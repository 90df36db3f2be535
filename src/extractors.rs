use axum::{
    async_trait,
    body::{Body, Bytes},
    extract::FromRequest,
    http::Request,
};
use tracing::warn;

use crate::{auth::SIGNATURE_HEADER, error::LookupError};

/// The untouched request body together with the helpdesk signature header.
///
/// The body is kept as bytes so the signature is checked over exactly what
/// was sent; parsing happens only after verification.
pub struct SignedWebhook {
    pub body: Bytes,
    pub signature: Option<String>,
}

#[async_trait]
impl<S> FromRequest<S> for SignedWebhook
where
    S: Send + Sync,
{
    type Rejection = LookupError;

    async fn from_request(req: Request<Body>, state: &S) -> Result<Self, Self::Rejection> {
        let signature = req
            .headers()
            .get(SIGNATURE_HEADER)
            .and_then(|value| value.to_str().ok())
            .map(str::to_string);

        match Bytes::from_request(req, state).await {
            Ok(body) => Ok(SignedWebhook { body, signature }),
            Err(rejection) => {
                warn!(error = %rejection.body_text(), "could not read webhook body");
                Err(LookupError::AuthenticationFailure)
            }
        }
    }
}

============

## Exercise aim
An exact number is called for here: how many lines across the records contain the word "state". Nothing else belongs in the answer.

## Exercise response
2